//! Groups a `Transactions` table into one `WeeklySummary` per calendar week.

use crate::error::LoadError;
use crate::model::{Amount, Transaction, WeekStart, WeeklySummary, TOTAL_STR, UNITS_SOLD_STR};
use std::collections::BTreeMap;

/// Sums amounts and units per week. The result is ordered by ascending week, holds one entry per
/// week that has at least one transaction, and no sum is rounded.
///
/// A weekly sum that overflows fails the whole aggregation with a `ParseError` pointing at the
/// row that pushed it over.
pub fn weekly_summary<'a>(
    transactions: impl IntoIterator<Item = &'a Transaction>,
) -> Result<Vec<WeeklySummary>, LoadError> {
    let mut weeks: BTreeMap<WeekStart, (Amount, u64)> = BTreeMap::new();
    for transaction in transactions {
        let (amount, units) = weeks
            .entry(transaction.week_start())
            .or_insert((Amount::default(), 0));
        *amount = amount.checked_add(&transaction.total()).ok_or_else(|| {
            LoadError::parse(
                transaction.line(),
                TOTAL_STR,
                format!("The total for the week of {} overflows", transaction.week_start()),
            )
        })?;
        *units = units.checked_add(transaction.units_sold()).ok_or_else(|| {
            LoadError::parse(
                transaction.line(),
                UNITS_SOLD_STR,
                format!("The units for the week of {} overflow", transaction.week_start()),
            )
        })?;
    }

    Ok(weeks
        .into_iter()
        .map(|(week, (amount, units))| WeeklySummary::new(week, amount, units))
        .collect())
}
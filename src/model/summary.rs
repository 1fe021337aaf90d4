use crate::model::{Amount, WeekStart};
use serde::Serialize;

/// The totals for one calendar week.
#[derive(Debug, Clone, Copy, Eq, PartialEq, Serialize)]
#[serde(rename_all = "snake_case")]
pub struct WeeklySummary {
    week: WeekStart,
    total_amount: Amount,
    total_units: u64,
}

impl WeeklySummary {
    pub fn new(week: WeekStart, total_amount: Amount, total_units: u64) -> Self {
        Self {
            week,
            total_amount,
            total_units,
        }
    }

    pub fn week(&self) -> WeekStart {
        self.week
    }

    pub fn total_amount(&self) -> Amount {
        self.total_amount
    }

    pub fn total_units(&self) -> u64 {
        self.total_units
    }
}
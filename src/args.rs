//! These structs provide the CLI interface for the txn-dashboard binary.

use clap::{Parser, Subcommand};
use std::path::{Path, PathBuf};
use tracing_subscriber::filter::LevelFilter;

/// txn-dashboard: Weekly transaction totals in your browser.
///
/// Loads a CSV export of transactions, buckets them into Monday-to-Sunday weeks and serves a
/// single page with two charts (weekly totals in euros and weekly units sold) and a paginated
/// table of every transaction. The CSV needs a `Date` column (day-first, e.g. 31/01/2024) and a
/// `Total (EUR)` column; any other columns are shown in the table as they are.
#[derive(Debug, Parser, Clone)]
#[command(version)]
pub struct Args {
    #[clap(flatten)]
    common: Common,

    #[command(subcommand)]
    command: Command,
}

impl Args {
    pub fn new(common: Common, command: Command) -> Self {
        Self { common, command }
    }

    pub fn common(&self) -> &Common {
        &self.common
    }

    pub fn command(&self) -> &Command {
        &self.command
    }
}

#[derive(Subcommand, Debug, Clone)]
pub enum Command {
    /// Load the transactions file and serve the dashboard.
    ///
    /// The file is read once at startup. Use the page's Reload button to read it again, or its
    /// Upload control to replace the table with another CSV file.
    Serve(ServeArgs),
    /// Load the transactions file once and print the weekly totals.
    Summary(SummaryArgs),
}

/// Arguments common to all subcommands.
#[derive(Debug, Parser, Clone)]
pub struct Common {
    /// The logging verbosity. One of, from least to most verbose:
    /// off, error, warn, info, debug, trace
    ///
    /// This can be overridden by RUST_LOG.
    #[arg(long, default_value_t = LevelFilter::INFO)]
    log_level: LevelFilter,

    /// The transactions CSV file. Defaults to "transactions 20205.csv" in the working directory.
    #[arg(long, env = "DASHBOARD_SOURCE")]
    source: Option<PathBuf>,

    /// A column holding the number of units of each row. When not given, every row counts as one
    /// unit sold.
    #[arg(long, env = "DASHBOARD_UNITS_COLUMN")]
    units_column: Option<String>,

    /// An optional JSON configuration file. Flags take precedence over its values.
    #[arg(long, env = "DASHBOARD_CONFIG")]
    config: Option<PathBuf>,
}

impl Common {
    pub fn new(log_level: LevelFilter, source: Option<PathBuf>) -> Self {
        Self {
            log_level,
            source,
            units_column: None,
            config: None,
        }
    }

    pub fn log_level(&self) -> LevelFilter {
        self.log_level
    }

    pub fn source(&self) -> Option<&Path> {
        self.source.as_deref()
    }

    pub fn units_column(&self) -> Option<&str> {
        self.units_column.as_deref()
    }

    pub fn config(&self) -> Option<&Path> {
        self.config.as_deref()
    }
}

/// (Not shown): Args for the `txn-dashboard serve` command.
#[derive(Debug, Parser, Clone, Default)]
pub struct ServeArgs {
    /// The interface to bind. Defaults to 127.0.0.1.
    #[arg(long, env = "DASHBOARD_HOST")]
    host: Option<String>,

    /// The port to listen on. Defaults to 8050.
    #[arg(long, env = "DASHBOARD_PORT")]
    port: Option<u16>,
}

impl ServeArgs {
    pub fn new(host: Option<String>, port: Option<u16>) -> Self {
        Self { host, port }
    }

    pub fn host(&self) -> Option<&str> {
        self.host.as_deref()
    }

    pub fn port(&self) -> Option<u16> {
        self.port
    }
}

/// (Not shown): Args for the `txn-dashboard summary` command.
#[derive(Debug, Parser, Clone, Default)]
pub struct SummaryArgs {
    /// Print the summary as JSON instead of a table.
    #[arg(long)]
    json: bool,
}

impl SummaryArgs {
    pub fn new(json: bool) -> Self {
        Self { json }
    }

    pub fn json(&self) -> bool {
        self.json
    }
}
_ _ _ _ _ _ _
- **Prompt**:
Please find the lines in the data that contain the word "interface" and copy them.

- **Answer below**:
//! These structs provide the CLI interface for the txn-dashboard binary.
    /// The interface to bind. Defaults to 127.0.0.1.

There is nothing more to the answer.